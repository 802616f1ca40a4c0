//! ISO 4217 currency codes as reported by the rates API.

use serde::{Deserialize, Serialize};
use std::fmt;
use std::str::FromStr;

use crate::error::ValidationError;

/// A three-letter uppercase currency code.
///
/// Stored inline so the type is `Copy` and usable in constants.
#[derive(Clone, Copy, PartialEq, Eq, PartialOrd, Ord, Hash, Serialize, Deserialize)]
#[serde(try_from = "String", into = "String")]
pub struct CurrencyCode([u8; 3]);

impl CurrencyCode {
    pub const EUR: CurrencyCode = CurrencyCode(*b"EUR");
    pub const USD: CurrencyCode = CurrencyCode(*b"USD");

    /// Currencies reported when the caller asks for nothing specific.
    pub const DEFAULT_SELECTION: [CurrencyCode; 2] = [Self::EUR, Self::USD];

    /// Returns the code as a string slice.
    pub fn as_str(&self) -> &str {
        // Construction only admits ASCII letters.
        std::str::from_utf8(&self.0).unwrap_or("???")
    }
}

impl FromStr for CurrencyCode {
    type Err = ValidationError;

    fn from_str(s: &str) -> Result<Self, Self::Err> {
        let trimmed = s.trim();
        let bytes = trimmed.as_bytes();
        if bytes.len() != 3 || !bytes.iter().all(u8::is_ascii_alphabetic) {
            return Err(ValidationError::InvalidCurrency(s.to_string()));
        }
        let mut code = [0u8; 3];
        for (slot, byte) in code.iter_mut().zip(bytes) {
            *slot = byte.to_ascii_uppercase();
        }
        Ok(Self(code))
    }
}

impl TryFrom<String> for CurrencyCode {
    type Error = ValidationError;

    fn try_from(value: String) -> Result<Self, Self::Error> {
        value.parse()
    }
}

impl From<CurrencyCode> for String {
    fn from(code: CurrencyCode) -> Self {
        code.as_str().to_string()
    }
}

impl fmt::Display for CurrencyCode {
    fn fmt(&self, f: &mut fmt::Formatter<'_>) -> fmt::Result {
        f.write_str(self.as_str())
    }
}

impl fmt::Debug for CurrencyCode {
    fn fmt(&self, f: &mut fmt::Formatter<'_>) -> fmt::Result {
        write!(f, "CurrencyCode({})", self.as_str())
    }
}
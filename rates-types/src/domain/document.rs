//! Raw per-date rate documents as returned by the rates API.

use serde::{Deserialize, Serialize};

use super::CurrencyCode;

/// The JSON document returned for a single date.
#[derive(Debug, Clone, PartialEq, Serialize, Deserialize)]
#[serde(rename_all = "camelCase")]
pub struct RawRateDocument {
    /// Date in `DD.MM.YYYY` form, kept verbatim.
    pub date: String,
    #[serde(default, skip_serializing_if = "Option::is_none")]
    pub bank: Option<String>,
    #[serde(default, skip_serializing_if = "Option::is_none")]
    pub base_currency: Option<u32>,
    #[serde(default, skip_serializing_if = "Option::is_none")]
    pub base_currency_lit: Option<String>,
    pub exchange_rate: Vec<RawRate>,
}

/// One currency entry in a [`RawRateDocument`].
///
/// Every field is optional: the summary entry carries no `currency`, and
/// many currencies only have National Bank rates.
#[derive(Debug, Clone, Default, PartialEq, Serialize, Deserialize)]
#[serde(rename_all = "camelCase")]
pub struct RawRate {
    #[serde(default, skip_serializing_if = "Option::is_none")]
    pub base_currency: Option<String>,
    #[serde(default, skip_serializing_if = "Option::is_none")]
    pub currency: Option<String>,
    #[serde(default, skip_serializing_if = "Option::is_none")]
    pub sale_rate: Option<f64>,
    #[serde(default, skip_serializing_if = "Option::is_none")]
    pub purchase_rate: Option<f64>,
    #[serde(default, rename = "saleRateNB", skip_serializing_if = "Option::is_none")]
    pub sale_rate_nb: Option<f64>,
    #[serde(default, rename = "purchaseRateNB", skip_serializing_if = "Option::is_none")]
    pub purchase_rate_nb: Option<f64>,
}

impl RawRateDocument {
    /// Finds the entry whose `currency` field matches `code`.
    pub fn rate_for(&self, code: CurrencyCode) -> Option<&RawRate> {
        self.exchange_rate.iter().find(|rate| {
            rate.currency
                .as_deref()
                .is_some_and(|c| c.eq_ignore_ascii_case(code.as_str()))
        })
    }
}
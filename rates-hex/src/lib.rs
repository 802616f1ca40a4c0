//! # Rates Hex
//!
//! The application core of the rate fetcher:
//! - `service` - [`RateAggregator`], the concurrent fan-out/fan-in over a [`RateSource`]
//! - `formatter` - reshaping raw documents into [`FormattedEntry`] values
//!
//! [`RateSource`]: rates_types::RateSource
//! [`FormattedEntry`]: rates_types::FormattedEntry

pub mod formatter;
pub mod service;


pub use formatter::{format, format_for, format_with};
pub use service::RateAggregator;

• • • • • • •

Would you write out the full set of records above without alteration?

repository 802616f1ca40a4c0
//! ISO 4217 currency codes as reported by the rates API.

use serde::{Deserialize, Serialize};
use std::fmt;
use std::str::FromStr;

use crate::error::ValidationError;

/// A three-letter uppercase currency code.
///
/// Stored inline so the type is `Copy` and usable in constants.
#[derive(Clone, Copy, PartialEq, Eq, PartialOrd, Ord, Hash, Serialize, Deserialize)]
#[serde(try_from = "String", into = "String")]
pub struct CurrencyCode([u8; 3]);

impl CurrencyCode {
    pub const EUR: CurrencyCode = CurrencyCode(*b"EUR");
    pub const USD: CurrencyCode = CurrencyCode(*b"USD");

    /// Currencies reported when the caller asks for nothing specific.
    pub const DEFAULT_SELECTION: [CurrencyCode; 2] = [Self::EUR, Self::USD];

    /// Returns the code as a string slice.
    pub fn as_str(&self) -> &str {
        // Construction only admits ASCII letters.
        std::str::from_utf8(&self.0).unwrap_or("???")
    }
}

impl FromStr for CurrencyCode {
    type Err = ValidationError;

    fn from_str(s: &str) -> Result<Self, Self::Err> {
        let trimmed = s.trim();
        let bytes = trimmed.as_bytes();
        if bytes.len() != 3 || !bytes.iter().all(u8::is_ascii_alphabetic) {
            return Err(ValidationError::InvalidCurrency(s.to_string()));
        }
        let mut code = [0u8; 3];
        for (slot, byte) in code.iter_mut().zip(bytes) {
            *slot = byte.to_ascii_uppercase();
        }
        Ok(Self(code))
    }
}

impl TryFrom<String> for CurrencyCode {
    type Error = ValidationError;

    fn try_from(value: String) -> Result<Self, Self::Error> {
        value.parse()
    }
}

impl From<CurrencyCode> for String {
    fn from(code: CurrencyCode) -> Self {
        code.as_str().to_string()
    }
}

impl fmt::Display for CurrencyCode {
    fn fmt(&self, f: &mut fmt::Formatter<'_>) -> fmt::Result {
        f.write_str(self.as_str())
    }
}

impl fmt::Debug for CurrencyCode {
    fn fmt(&self, f: &mut fmt::Formatter<'_>) -> fmt::Result {
        write!(f, "CurrencyCode({})", self.as_str())
    }
}
filename rates-types/src/domain/document.rs
//! Raw per-date rate documents as returned by the rates API.

use serde::{Deserialize, Serialize};

use super::CurrencyCode;

/// The JSON document returned for a single date.
#[derive(Debug, Clone, PartialEq, Serialize, Deserialize)]
#[serde(rename_all = "camelCase")]
pub struct RawRateDocument {
    /// Date in `DD.MM.YYYY` form, kept verbatim.
    pub date: String,
    #[serde(default, skip_serializing_if = "Option::is_none")]
    pub bank: Option<String>,
    #[serde(default, skip_serializing_if = "Option::is_none")]
    pub base_currency: Option<u32>,
    #[serde(default, skip_serializing_if = "Option::is_none")]
    pub base_currency_lit: Option<String>,
    pub exchange_rate: Vec<RawRate>,
}

/// One currency entry in a [`RawRateDocument`].
///
/// Every field is optional: the summary entry carries no `currency`, and
/// many currencies only have National Bank rates.
#[derive(Debug, Clone, Default, PartialEq, Serialize, Deserialize)]
#[serde(rename_all = "camelCase")]
pub struct RawRate {
    #[serde(default, skip_serializing_if = "Option::is_none")]
    pub base_currency: Option<String>,
    #[serde(default, skip_serializing_if = "Option::is_none")]
    pub currency: Option<String>,
    #[serde(default, skip_serializing_if = "Option::is_none")]
    pub sale_rate: Option<f64>,
    #[serde(default, skip_serializing_if = "Option::is_none")]
    pub purchase_rate: Option<f64>,
    #[serde(default, rename = "saleRateNB", skip_serializing_if = "Option::is_none")]
    pub sale_rate_nb: Option<f64>,
    #[serde(default, rename = "purchaseRateNB", skip_serializing_if = "Option::is_none")]
    pub purchase_rate_nb: Option<f64>,
}

impl RawRateDocument {
    /// Finds the entry whose `currency` field matches `code`.
    pub fn rate_for(&self, code: CurrencyCode) -> Option<&RawRate> {
        self.exchange_rate.iter().find(|rate| {
            rate.currency
                .as_deref()
                .is_some_and(|c| c.eq_ignore_ascii_case(code.as_str()))
        })
    }
}
filename rates-hex/src/lib.rs
repository 802616f1ca40a4c0
//! # Rates Hex
//!
//! The application core of the rate fetcher:
//! - `service` - [`RateAggregator`], the concurrent fan-out/fan-in over a [`RateSource`]
//! - `formatter` - reshaping raw documents into [`FormattedEntry`] values
//!
//! [`RateSource`]: rates_types::RateSource
//! [`FormattedEntry`]: rates_types::FormattedEntry

pub mod formatter;
pub mod service;


pub use formatter::{format, format_for, format_with};
pub use service::RateAggregator;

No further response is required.